There is no Australian housing affordability crisis: Ryder
Tuesday, September 4, 2012/
I keep reading about our “affordability crisis” and wonder whether I’ve teleported into a parallel universe.
The one I live in doesn’t have a crisis in affordability. The latest data suggests that affordability is at its most attractive level in 10 years. A combination of lower prices, cheaper loans and higher incomes has put homes without reach of more people.
Various sources, including the RBA, keep telling us the relativity between prices and household incomes has changed very little in the past 10 years – some say in the last 20 years.
Rather than an affordability crisis, we have an analysis crisis. The information channels are cluttered up with individuals and organisations running political campaigns or pushing vested interests, aware that the claim of a “crisis” will always gain an easy passage through to publication.
For some, the existence of a crisis is a given. They bypass consideration of whether this is real or unreal and proceed directly to finding solutions.
If you set out with a mission based on a fallacy, there’s a good chance the solutions you come up with be equally erroneous.
And so it is with the possibly well-intentioned but seriously misguided souls who devote much of their energy to solving a non-existent problem.
The “solutions” offered by Australians for Affordable Housing and others are all measures that would create of new raft of problems without solving any of the existing ones.
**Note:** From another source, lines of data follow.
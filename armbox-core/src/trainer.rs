//! Train [`Agent`].
mod config;
use crate::{
    record::{Record, RecordValue::Scalar, Recorder},
    Agent, Env, Evaluator,
};
use anyhow::Result;
pub use config::TrainerConfig;
use log::{info, warn};
use std::path::Path;

/// Manages the training loop and related objects.
///
/// The loop is strictly sequential: one environment step at a time, an
/// optimization step every `opt_interval` environment steps, and evaluation,
/// checkpointing and record flushing at their configured intervals of
/// optimization steps. Whenever an evaluation improves on the best seen
/// return, the agent parameters are saved under `(model_dir)/best`; interval
/// checkpoints go to `(model_dir)/(opt_steps)`.
pub struct Trainer {
    /// Where to save the trained model.
    model_dir: Option<String>,

    /// Interval of optimization in environment steps.
    opt_interval: usize,

    /// Interval of evaluation in optimization steps.
    eval_interval: usize,

    /// Interval of flushing records in optimization steps.
    flush_record_interval: usize,

    /// Interval of saving the model in optimization steps.
    save_interval: usize,

    /// The maximal number of optimization steps.
    max_opts: usize,
}

impl Trainer {
    /// Constructs a trainer.
    pub fn build(config: TrainerConfig) -> Self {
        Self {
            model_dir: config.model_dir,
            opt_interval: config.opt_interval,
            eval_interval: config.eval_interval,
            flush_record_interval: config.flush_record_interval,
            save_interval: config.save_interval,
            max_opts: config.max_opts,
        }
    }

    fn save_model<E: Env, A: Agent<E>>(agent: &A, model_dir: &str) {
        match agent.save_params(Path::new(model_dir)) {
            Ok(()) => info!("Saved the model in {:?}.", model_dir),
            Err(e) => warn!("Failed to save model in {:?}: {}", model_dir, e),
        }
    }

    fn save_best_model<E: Env, A: Agent<E>>(agent: &A, model_dir: &str) {
        let model_dir = format!("{}/best", model_dir);
        Self::save_model::<E, A>(agent, &model_dir);
    }

    fn save_model_with_steps<E: Env, A: Agent<E>>(agent: &A, model_dir: &str, steps: usize) {
        let model_dir = format!("{}/{}", model_dir, steps);
        Self::save_model::<E, A>(agent, &model_dir);
    }

    /// Train the agent on the given environment.
    pub fn train<E, A, D>(
        &mut self,
        mut env: E,
        agent: &mut A,
        recorder: &mut dyn Recorder,
        evaluator: &mut D,
    ) -> Result<()>
    where
        E: Env,
        A: Agent<E>,
        D: Evaluator<E>,
    {
        let mut max_eval_return = f32::MIN;
        let mut env_steps: usize = 0;
        let mut opt_steps: usize = 0;
        let mut episode_return = 0f32;
        let mut episode_len: usize = 0;
        // Episode stats carried over to the record of the next opt step.
        let mut pending = Record::empty();

        agent.train();
        let mut obs = env.reset()?;

        loop {
            let act = agent.sample(&obs);
            let step = env.step(&act)?;
            agent.observe(&step);
            env_steps += 1;
            episode_return += step.reward;
            episode_len += 1;

            obs = if step.is_done() {
                pending.insert("episode_return", Scalar(episode_return));
                pending.insert("episode_len", Scalar(episode_len as f32));
                episode_return = 0f32;
                episode_len = 0;
                env.reset()?
            } else {
                step.obs
            };

            if env_steps % self.opt_interval != 0 {
                continue;
            }

            let mut record = agent.opt_with_record();
            opt_steps += 1;
            record.merge_inplace(std::mem::take(&mut pending));

            if opt_steps % self.eval_interval == 0 {
                info!("Starts evaluation of the trained model");
                agent.eval();
                let eval_return = evaluator.evaluate(agent)?;
                agent.train();
                record.insert("eval_return", Scalar(eval_return));

                // Save the best model up to the current iteration.
                if eval_return > max_eval_return {
                    max_eval_return = eval_return;
                    if let Some(model_dir) = self.model_dir.as_ref() {
                        Self::save_best_model::<E, A>(agent, model_dir);
                    }
                }
            }

            if opt_steps % self.save_interval == 0 {
                if let Some(model_dir) = self.model_dir.as_ref() {
                    Self::save_model_with_steps::<E, A>(agent, model_dir, opt_steps);
                }
            }

            if !record.is_empty() {
                recorder.write(opt_steps, record);
            }

            if opt_steps % self.flush_record_interval == 0 {
                recorder.flush();
            }

            if opt_steps >= self.max_opts {
                break;
            }
        }

        recorder.flush();

        Ok(())
    }
}

#[cfg(test)]
mod tests {
    use super::*;
    use crate::{record::BufferedRecorder, DefaultEvaluator, Policy, Step};
    use ndarray::Array1;

    #[derive(Clone)]
    struct TestConfig {
        episode_len: usize,
    }

    struct TestEnv {
        episode_len: usize,
        t: usize,
    }

    impl Env for TestEnv {
        type Config = TestConfig;
        type Obs = Array1<f64>;
        type Act = Array1<f64>;

        fn build(config: &Self::Config, _seed: u64) -> Result<Self> {
            Ok(Self {
                episode_len: config.episode_len,
                t: 0,
            })
        }

        fn reset(&mut self) -> Result<Self::Obs> {
            self.t = 0;
            Ok(Array1::zeros(1))
        }

        fn reset_with_index(&mut self, _ix: usize) -> Result<Self::Obs> {
            self.reset()
        }

        fn step(&mut self, act: &Self::Act) -> Result<Step<Self>> {
            self.t += 1;
            let is_truncated = self.t >= self.episode_len;
            Ok(Step::new(
                Array1::zeros(1),
                act.clone(),
                1.0,
                false,
                is_truncated,
            ))
        }
    }

    struct TestAgent {
        opts: usize,
        train_mode: bool,
    }

    impl Policy<TestEnv> for TestAgent {
        fn sample(&mut self, _obs: &Array1<f64>) -> Array1<f64> {
            Array1::zeros(1)
        }
    }

    impl Agent<TestEnv> for TestAgent {
        fn train(&mut self) {
            self.train_mode = true;
        }

        fn eval(&mut self) {
            self.train_mode = false;
        }

        fn is_train(&self) -> bool {
            self.train_mode
        }

        fn observe(&mut self, _step: &Step<TestEnv>) {}

        fn opt_with_record(&mut self) -> Record {
            self.opts += 1;
            Record::from_scalar("opt", self.opts as f32)
        }

        fn save_params(&self, _path: &Path) -> Result<()> {
            Ok(())
        }

        fn load_params(&mut self, _path: &Path) -> Result<()> {
            Ok(())
        }
    }

    #[test]
    fn runs_until_max_opts_and_records_each_step() {
        let config = TestConfig { episode_len: 4 };
        let env = TestEnv::build(&config, 0).unwrap();
        let mut agent = TestAgent {
            opts: 0,
            train_mode: false,
        };
        let mut evaluator = DefaultEvaluator::<TestEnv>::new(&config, 0, 1).unwrap();
        let mut recorder = BufferedRecorder::new();

        let mut trainer = Trainer::build(
            TrainerConfig::default()
                .max_opts(3)
                .opt_interval(5)
                .eval_interval(2),
        );
        trainer
            .train(env, &mut agent, &mut recorder, &mut evaluator)
            .unwrap();

        assert_eq!(agent.opts, 3);
        assert!(agent.is_train());

        let steps: Vec<usize> = recorder.iter().map(|(step, _)| *step).collect();
        assert_eq!(steps, vec![1, 2, 3]);

        // Evaluation ran at the second optimization step only; each episode
        // collects one unit of reward per step.
        let records: Vec<&Record> = recorder.iter().map(|(_, r)| r).collect();
        assert!(records[0].get_scalar("eval_return").is_err());
        assert_eq!(records[1].get_scalar("eval_return").unwrap(), 4.0);
        assert!(records[2].get_scalar("eval_return").is_err());

        // Episodes of length 4 complete between optimization steps, so the
        // carried-over stats land in the next record.
        assert_eq!(records[0].get_scalar("episode_return").unwrap(), 4.0);
    }
}
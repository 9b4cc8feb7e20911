//! Errors in the library.
use thiserror::Error;

/// Errors in the library.
#[derive(Error, Debug)]
pub enum ArmboxError {
    /// The requested trajectory would not retain a single step after the
    /// warm-up prefix is dropped.
    #[error(
        "trajectory duration ({duration_secs} s) must be longer than the warm-up ({warmup_secs} s)"
    )]
    TrajectoryTooShort {
        /// Requested trajectory duration in seconds.
        duration_secs: f64,
        /// Warm-up duration in seconds.
        warmup_secs: f64,
    },

    /// A site name unknown to the simulator backend.
    #[error("unknown site: {0}")]
    UnknownSite(String),

    /// Record key error.
    #[error("Record key error: {0}")]
    RecordKeyError(String),

    /// Record value type error.
    #[error("Record value type error: {0}")]
    RecordValueTypeError(String),
}
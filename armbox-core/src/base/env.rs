//! Environment.
use super::{Act, Obs, Step};
use anyhow::Result;

/// Represents an environment, typically an MDP.
pub trait Env {
    /// Configurations.
    type Config: Clone;

    /// Observation of the environment.
    type Obs: Obs;

    /// Action of the environment.
    type Act: Act;

    /// Builds an environment with a given random seed.
    fn build(config: &Self::Config, seed: u64) -> Result<Self>
    where
        Self: Sized;

    /// Resets the environment and returns the initial observation.
    fn reset(&mut self) -> Result<Self::Obs>;

    /// Resets the environment with a given index.
    ///
    /// The index is used in an arbitrary way. For example, it can be used as a
    /// random seed, which is useful for reproducible evaluation episodes.
    /// This method is called by
    /// [`DefaultEvaluator`](crate::DefaultEvaluator).
    fn reset_with_index(&mut self, ix: usize) -> Result<Self::Obs>;

    /// Performs an environment step.
    ///
    /// Any simulator failure propagates unchanged to the caller.
    fn step(&mut self, act: &Self::Act) -> Result<Step<Self>>
    where
        Self: Sized;
}
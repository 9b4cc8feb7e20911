use super::Record;

/// Writes records to an output destination.
pub trait Recorder {
    /// Write a record at the given optimization step.
    fn write(&mut self, step: usize, record: Record);

    /// Flushes buffered records, if any.
    fn flush(&mut self) {}
}
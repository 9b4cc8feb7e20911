//! Types and traits for recording training metrics.
//!
//! [`Record`] is a container of key-value pairs produced during training and
//! evaluation. A [`Recorder`] writes records to an output destination, for
//! example TFRecord event files.
mod base;
mod buffered_recorder;
mod null_recorder;
mod recorder;
pub use base::{Record, RecordValue};
pub use buffered_recorder::BufferedRecorder;
pub use null_recorder::NullRecorder;
pub use recorder::Recorder;
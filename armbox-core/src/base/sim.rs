//! Interface to a musculoskeletal simulator.
use anyhow::Result;
use ndarray::Array1;

/// Read and step access to a musculoskeletal simulator.
///
/// This is the complete capability set the core logic needs from a physics
/// backend: stepping, resetting, the fixed timestep, and readable joint,
/// actuator and site state. Alternate backends are substituted by
/// implementing this trait.
///
/// Implementations own the joint-limit invariant: positions returned by
/// [`MuscleSim::independent_joint_positions`] are expected to stay within
/// [`MuscleSim::joint_ranges`]. The observation code does not clamp.
///
/// A simulator instance is exclusively owned by a single caller between
/// `reset` and `step` calls; concurrent access from two threads to the same
/// instance is not supported.
pub trait MuscleSim {
    /// Resets the simulator to its default pose.
    fn reset(&mut self) -> Result<()>;

    /// Applies a control vector to the actuators and advances the simulation
    /// by one timestep.
    ///
    /// `ctrl` must have [`MuscleSim::num_actuators`] elements.
    fn step(&mut self, ctrl: &Array1<f64>) -> Result<()>;

    /// Fixed simulation timestep in seconds.
    fn timestep(&self) -> f64;

    /// Number of independent joints, i.e. the degrees of freedom that are
    /// directly controlled.
    fn num_independent_joints(&self) -> usize;

    /// Number of actuators.
    fn num_actuators(&self) -> usize;

    /// `[lo, hi]` range of each independent joint, in joint index order.
    ///
    /// Implementations must return `lo < hi` for every joint; position
    /// normalization divides by the range width.
    fn joint_ranges(&self) -> &[[f64; 2]];

    /// Positions of the independent joints, in joint index order.
    fn independent_joint_positions(&self) -> Array1<f64>;

    /// Velocities of the independent joints.
    fn independent_joint_velocities(&self) -> Array1<f64>;

    /// Accelerations of the independent joints.
    fn independent_joint_accelerations(&self) -> Array1<f64>;

    /// Actuator activation state, each element in `[0, 1]`.
    fn actuator_state(&self) -> Array1<f64>;

    /// Cartesian position of a named site.
    ///
    /// Fails with [`ArmboxError::UnknownSite`](crate::error::ArmboxError) if
    /// the backend does not define the site.
    fn site_position(&self, name: &str) -> Result<[f64; 3]>;
}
These include eliminating government grants to first-home buyers and so-called “tax breaks” to property investors.
The first assumes government leg-ups to first-time buyers inflate prices, while the other is based on the assumption that investors are responsible for prices rising.
Both are furphies, unsupported by any research evidence. (There are other fictional causes of rising prices, like the mythical shortage of new homes).
The reality is that prices tend to rise when buyers are competing to secure property. The biggest force in real estate in that regard is the one group that never gets mentioned in the debate about why prices rise: home buyers other than first-home buyers.
First-home buyers are not a major force in pushing prices. They’re a small part of the overall market. Even at their peak – in 2009, when low prices and very low interest rates inspired many to get into the market – first-time buyers comprised only a quarter of the market.
Ditto property investors, which are generally a minority element in property markets. But they’re a popular choice as culprits, given that only “greedy” people seek to buy property beyond the family home. Some reports have added extra emotion to the furphy by calling investors “speculators”, which most investors are not.
Investors, like first-home buyers, are a market minority. The other thing these two categories have in common is this: they’re the least likely to pay an over-the-top price. Investors don’t come at real estate emotionally, the way home buyers do, and they don’t have a strong motivation to get property at the lowest possible price. If you can’t get it at a price that stacks up, you move on.
First-home buyers bring emotion to the table but not capacity. They are constrained by financial reality in terms of how much they can pay.
The one buyer category with the financial capacity, motivation and collective force to influence prices are home buyers other than first-home buyers – i.e. trade-up buyers.
At any point in time, they comprise the bulk of the market. They don’t receive government grants and they don’t get any tax benefits. But, when they’re out in force, the competition they create generates price growth.
So eliminating negative gearing won’t make homes cheaper. Nor will cutting grants to first-home buyers. Both will create new problems (like pushing up residential rents) without fixing the existing one, assuming you believe the problem exists.
The huge weakness in the argument of those who perceive a crisis is that they want to hurt the majority to help a very small minority.
Around 70% of households are owners. Of the remainder, some are renters by choice. Others are renters who want to become owners and one day will be successful. There remains a small section who aspire to be home owners but will never be able to achieve it (the reasons for which are many and varied).
Some campaigners would like to see measures to erode property values to assist this group, something that will never happen because no politician will facilitate the deflation of what is the biggest asset of most households and the basis of their financial future.
It would simply be against the national interest to do so.
The people who see a “crisis” need to get back to the drawing board. But, please, do some research first, rather than wasting everyone’s time by bringing emotionally charged furphies to the national debate.